Stored data »
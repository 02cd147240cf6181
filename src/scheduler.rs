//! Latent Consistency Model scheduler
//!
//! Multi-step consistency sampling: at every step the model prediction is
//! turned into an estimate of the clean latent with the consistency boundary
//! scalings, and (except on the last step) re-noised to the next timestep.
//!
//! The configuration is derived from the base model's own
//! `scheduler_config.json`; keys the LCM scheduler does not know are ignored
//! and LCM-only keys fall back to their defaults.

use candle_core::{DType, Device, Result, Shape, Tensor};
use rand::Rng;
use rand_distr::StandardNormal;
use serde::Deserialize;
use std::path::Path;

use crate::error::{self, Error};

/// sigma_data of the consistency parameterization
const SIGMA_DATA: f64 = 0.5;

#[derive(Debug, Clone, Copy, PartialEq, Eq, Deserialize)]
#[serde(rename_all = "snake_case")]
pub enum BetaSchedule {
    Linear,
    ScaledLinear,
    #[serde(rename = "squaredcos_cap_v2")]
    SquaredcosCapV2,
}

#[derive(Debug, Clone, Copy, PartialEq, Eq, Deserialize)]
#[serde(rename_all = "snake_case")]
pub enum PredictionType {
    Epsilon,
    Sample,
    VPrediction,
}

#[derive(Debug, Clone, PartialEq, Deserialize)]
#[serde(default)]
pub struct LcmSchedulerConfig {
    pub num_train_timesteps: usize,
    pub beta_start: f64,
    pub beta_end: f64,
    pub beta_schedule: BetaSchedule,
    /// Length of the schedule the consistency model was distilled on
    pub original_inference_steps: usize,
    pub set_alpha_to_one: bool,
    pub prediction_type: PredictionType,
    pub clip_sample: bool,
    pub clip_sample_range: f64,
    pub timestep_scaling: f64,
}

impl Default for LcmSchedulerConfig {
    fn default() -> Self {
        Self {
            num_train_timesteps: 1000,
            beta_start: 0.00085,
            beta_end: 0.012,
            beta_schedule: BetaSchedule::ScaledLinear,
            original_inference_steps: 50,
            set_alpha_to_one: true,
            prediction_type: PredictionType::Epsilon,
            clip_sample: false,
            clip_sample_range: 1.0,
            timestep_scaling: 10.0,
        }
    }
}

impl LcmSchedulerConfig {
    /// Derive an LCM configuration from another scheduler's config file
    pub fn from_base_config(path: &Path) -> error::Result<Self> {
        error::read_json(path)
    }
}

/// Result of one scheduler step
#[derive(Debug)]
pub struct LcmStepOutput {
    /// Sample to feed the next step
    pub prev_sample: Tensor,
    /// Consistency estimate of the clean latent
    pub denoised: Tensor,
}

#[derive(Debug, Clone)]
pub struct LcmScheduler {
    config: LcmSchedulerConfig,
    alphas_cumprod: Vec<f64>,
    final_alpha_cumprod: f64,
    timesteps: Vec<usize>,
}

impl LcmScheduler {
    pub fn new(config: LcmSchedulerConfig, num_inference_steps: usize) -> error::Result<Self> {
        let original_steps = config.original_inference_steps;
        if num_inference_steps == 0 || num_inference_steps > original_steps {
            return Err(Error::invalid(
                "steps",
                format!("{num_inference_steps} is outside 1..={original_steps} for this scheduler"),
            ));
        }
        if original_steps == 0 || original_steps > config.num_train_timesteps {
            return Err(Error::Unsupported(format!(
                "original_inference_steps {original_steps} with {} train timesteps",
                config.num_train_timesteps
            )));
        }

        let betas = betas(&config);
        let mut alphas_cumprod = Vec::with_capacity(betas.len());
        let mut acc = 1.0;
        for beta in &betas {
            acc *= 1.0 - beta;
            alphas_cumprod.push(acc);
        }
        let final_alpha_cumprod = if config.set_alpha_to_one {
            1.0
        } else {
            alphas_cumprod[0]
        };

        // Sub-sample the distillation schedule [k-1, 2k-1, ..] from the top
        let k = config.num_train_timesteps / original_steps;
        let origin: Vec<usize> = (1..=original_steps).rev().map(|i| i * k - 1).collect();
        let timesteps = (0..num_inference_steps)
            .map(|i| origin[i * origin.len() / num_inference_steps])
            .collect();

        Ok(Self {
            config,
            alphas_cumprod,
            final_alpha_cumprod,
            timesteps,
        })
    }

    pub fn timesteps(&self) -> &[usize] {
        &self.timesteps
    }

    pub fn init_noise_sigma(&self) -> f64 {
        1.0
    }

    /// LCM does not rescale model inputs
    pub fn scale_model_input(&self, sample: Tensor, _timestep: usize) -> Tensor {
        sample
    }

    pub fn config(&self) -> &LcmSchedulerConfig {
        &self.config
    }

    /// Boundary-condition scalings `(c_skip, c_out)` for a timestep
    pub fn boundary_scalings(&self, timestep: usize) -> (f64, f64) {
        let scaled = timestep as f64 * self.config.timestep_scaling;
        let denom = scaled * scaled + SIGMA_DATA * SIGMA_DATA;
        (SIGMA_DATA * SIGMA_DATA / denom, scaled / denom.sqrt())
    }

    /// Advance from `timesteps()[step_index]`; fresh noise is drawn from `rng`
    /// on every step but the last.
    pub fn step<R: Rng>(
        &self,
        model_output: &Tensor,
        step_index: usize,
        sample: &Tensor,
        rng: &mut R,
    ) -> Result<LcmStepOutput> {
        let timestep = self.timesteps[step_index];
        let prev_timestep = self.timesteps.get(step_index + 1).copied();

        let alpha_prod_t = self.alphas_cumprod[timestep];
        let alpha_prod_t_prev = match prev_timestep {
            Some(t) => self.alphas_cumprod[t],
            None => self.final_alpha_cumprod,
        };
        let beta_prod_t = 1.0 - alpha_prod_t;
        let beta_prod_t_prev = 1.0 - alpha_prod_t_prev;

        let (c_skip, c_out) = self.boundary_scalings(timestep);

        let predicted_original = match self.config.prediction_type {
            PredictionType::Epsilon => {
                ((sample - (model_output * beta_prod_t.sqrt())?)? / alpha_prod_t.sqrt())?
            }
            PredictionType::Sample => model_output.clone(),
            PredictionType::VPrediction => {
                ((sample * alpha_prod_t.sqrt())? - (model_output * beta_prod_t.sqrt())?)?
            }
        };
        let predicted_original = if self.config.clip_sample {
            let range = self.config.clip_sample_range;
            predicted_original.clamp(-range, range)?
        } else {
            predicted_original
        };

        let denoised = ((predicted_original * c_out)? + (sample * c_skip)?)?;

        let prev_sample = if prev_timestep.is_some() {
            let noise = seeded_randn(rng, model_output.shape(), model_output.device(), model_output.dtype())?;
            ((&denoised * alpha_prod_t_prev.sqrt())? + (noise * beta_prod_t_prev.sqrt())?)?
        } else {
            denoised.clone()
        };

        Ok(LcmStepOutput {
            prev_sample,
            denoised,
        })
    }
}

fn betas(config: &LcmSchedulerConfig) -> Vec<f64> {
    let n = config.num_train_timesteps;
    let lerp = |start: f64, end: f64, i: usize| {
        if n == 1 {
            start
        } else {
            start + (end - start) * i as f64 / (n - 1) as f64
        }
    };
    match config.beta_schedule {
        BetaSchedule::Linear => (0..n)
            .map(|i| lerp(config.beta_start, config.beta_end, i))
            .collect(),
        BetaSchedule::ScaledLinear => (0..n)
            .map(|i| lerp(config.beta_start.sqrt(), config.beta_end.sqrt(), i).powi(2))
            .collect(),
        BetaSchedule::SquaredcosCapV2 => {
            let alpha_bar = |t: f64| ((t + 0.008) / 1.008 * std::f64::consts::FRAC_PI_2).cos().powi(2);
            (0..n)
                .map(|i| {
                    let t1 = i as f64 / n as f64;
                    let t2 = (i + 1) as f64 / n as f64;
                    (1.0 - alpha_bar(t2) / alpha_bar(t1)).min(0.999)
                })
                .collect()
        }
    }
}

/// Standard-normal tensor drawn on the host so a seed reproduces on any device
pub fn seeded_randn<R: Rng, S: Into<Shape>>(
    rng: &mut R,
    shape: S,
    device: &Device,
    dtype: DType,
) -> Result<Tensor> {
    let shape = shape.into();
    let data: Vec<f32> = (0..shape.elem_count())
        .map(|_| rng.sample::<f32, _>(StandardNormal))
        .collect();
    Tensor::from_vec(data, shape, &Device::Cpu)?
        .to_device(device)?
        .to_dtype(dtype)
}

--

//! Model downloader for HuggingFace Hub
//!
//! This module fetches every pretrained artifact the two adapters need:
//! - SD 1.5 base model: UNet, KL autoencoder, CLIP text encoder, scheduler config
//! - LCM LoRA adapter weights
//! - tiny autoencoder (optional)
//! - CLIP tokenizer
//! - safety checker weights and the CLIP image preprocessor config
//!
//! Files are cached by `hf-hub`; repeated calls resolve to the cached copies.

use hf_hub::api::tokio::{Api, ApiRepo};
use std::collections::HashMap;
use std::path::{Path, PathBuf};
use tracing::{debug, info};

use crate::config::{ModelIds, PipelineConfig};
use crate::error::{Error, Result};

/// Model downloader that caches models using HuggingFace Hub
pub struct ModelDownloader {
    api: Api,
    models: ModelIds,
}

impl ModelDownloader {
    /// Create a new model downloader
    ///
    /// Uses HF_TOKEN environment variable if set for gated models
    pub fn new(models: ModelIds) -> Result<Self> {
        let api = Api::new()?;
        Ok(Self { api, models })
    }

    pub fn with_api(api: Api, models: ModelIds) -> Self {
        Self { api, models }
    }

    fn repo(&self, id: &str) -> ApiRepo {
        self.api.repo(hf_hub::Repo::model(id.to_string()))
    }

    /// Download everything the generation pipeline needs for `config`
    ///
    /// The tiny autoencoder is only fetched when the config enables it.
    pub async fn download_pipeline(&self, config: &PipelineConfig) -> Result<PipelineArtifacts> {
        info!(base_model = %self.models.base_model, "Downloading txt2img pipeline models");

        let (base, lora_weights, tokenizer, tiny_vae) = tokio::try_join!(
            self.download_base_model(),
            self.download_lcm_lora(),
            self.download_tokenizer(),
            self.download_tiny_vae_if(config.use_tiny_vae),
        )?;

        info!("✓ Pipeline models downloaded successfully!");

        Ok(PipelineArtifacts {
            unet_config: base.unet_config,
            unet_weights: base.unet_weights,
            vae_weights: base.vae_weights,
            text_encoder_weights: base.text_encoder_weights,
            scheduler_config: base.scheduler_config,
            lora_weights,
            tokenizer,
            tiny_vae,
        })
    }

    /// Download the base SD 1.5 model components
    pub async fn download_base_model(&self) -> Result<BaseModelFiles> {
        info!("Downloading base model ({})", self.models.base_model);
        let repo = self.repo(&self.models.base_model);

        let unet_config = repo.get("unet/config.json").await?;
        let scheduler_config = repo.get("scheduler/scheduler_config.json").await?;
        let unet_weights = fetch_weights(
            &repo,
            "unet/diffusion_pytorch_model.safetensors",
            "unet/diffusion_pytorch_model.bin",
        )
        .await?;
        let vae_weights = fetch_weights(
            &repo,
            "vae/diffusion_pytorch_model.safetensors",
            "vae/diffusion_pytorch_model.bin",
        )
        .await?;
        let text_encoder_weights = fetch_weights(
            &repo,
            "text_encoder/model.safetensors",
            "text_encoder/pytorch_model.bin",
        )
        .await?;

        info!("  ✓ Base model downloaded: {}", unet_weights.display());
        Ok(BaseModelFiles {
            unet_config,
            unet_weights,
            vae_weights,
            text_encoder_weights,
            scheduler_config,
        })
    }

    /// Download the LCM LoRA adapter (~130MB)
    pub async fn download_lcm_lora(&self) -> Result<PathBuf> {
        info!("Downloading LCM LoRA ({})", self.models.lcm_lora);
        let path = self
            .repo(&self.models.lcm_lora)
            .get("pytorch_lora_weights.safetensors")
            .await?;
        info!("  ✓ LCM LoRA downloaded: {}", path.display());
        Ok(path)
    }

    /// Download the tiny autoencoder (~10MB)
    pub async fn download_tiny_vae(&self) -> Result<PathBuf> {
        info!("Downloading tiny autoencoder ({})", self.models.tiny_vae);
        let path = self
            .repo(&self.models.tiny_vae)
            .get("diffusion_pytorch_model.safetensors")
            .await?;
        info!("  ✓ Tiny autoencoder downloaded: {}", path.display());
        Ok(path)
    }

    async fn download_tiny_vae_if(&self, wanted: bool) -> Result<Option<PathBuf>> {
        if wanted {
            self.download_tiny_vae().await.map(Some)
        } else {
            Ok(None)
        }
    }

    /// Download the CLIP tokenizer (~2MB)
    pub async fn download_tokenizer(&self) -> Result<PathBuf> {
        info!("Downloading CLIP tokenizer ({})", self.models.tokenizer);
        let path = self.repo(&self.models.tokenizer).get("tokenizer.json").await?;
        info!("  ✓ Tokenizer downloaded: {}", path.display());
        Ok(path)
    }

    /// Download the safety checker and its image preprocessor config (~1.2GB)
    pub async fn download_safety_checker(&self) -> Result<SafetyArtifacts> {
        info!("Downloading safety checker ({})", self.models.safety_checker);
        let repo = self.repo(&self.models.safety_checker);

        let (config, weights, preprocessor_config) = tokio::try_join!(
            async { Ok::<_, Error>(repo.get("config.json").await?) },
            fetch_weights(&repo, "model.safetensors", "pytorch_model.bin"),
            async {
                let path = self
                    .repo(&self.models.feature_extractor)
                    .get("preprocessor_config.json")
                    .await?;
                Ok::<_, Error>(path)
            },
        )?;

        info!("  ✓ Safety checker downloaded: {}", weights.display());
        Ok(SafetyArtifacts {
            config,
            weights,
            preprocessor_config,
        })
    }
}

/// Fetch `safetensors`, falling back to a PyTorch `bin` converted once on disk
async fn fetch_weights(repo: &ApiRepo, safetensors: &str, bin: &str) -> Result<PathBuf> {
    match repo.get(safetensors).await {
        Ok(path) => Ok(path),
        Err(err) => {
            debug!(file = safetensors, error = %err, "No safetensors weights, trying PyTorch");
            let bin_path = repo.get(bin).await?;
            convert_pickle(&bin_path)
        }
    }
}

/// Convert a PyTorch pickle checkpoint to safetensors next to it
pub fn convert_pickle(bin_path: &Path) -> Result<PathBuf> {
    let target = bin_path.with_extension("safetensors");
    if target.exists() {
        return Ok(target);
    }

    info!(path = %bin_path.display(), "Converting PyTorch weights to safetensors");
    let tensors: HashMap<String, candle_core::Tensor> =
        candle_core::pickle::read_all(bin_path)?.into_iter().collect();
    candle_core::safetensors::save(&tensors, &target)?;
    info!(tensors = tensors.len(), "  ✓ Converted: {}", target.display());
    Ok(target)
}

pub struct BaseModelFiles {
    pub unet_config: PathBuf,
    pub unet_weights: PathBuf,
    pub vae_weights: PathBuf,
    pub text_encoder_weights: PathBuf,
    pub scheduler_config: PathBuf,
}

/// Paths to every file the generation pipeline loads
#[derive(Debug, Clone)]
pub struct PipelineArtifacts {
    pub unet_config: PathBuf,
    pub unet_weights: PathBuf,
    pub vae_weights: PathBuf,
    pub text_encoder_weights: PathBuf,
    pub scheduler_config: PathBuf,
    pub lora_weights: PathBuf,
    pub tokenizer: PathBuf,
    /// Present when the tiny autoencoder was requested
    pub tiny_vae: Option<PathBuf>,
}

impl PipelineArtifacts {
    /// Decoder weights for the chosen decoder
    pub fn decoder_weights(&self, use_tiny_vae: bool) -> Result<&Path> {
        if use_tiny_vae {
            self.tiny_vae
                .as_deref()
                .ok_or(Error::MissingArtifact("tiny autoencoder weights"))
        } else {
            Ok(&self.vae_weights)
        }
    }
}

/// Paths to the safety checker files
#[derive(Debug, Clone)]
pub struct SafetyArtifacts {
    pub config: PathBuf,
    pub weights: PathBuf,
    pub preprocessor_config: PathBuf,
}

Work order »
Above this instruction are the records; retype exactly the lines from the one containing "((sample - (model_output" up to and including the one containing "let shape = shape.into();".

Answer section »
                ((sample - (model_output * beta_prod_t.sqrt())?)? / alpha_prod_t.sqrt())?
            }
            PredictionType::Sample => model_output.clone(),
            PredictionType::VPrediction => {
                ((sample * alpha_prod_t.sqrt())? - (model_output * beta_prod_t.sqrt())?)?
            }
        };
        let predicted_original = if self.config.clip_sample {
            let range = self.config.clip_sample_range;
            predicted_original.clamp(-range, range)?
        } else {
            predicted_original
        };

        let denoised = ((predicted_original * c_out)? + (sample * c_skip)?)?;

        let prev_sample = if prev_timestep.is_some() {
            let noise = seeded_randn(rng, model_output.shape(), model_output.device(), model_output.dtype())?;
            ((&denoised * alpha_prod_t_prev.sqrt())? + (noise * beta_prod_t_prev.sqrt())?)?
        } else {
            denoised.clone()
        };

        Ok(LcmStepOutput {
            prev_sample,
            denoised,
        })
    }
}

fn betas(config: &LcmSchedulerConfig) -> Vec<f64> {
    let n = config.num_train_timesteps;
    let lerp = |start: f64, end: f64, i: usize| {
        if n == 1 {
            start
        } else {
            start + (end - start) * i as f64 / (n - 1) as f64
        }
    };
    match config.beta_schedule {
        BetaSchedule::Linear => (0..n)
            .map(|i| lerp(config.beta_start, config.beta_end, i))
            .collect(),
        BetaSchedule::ScaledLinear => (0..n)
            .map(|i| lerp(config.beta_start.sqrt(), config.beta_end.sqrt(), i).powi(2))
            .collect(),
        BetaSchedule::SquaredcosCapV2 => {
            let alpha_bar = |t: f64| ((t + 0.008) / 1.008 * std::f64::consts::FRAC_PI_2).cos().powi(2);
            (0..n)
                .map(|i| {
                    let t1 = i as f64 / n as f64;
                    let t2 = (i + 1) as f64 / n as f64;
                    (1.0 - alpha_bar(t2) / alpha_bar(t1)).min(0.999)
                })
                .collect()
        }
    }
}

/// Standard-normal tensor drawn on the host so a seed reproduces on any device
pub fn seeded_randn<R: Rng, S: Into<Shape>>(
    rng: &mut R,
    shape: S,
    device: &Device,
    dtype: DType,
) -> Result<Tensor> {
    let shape = shape.into();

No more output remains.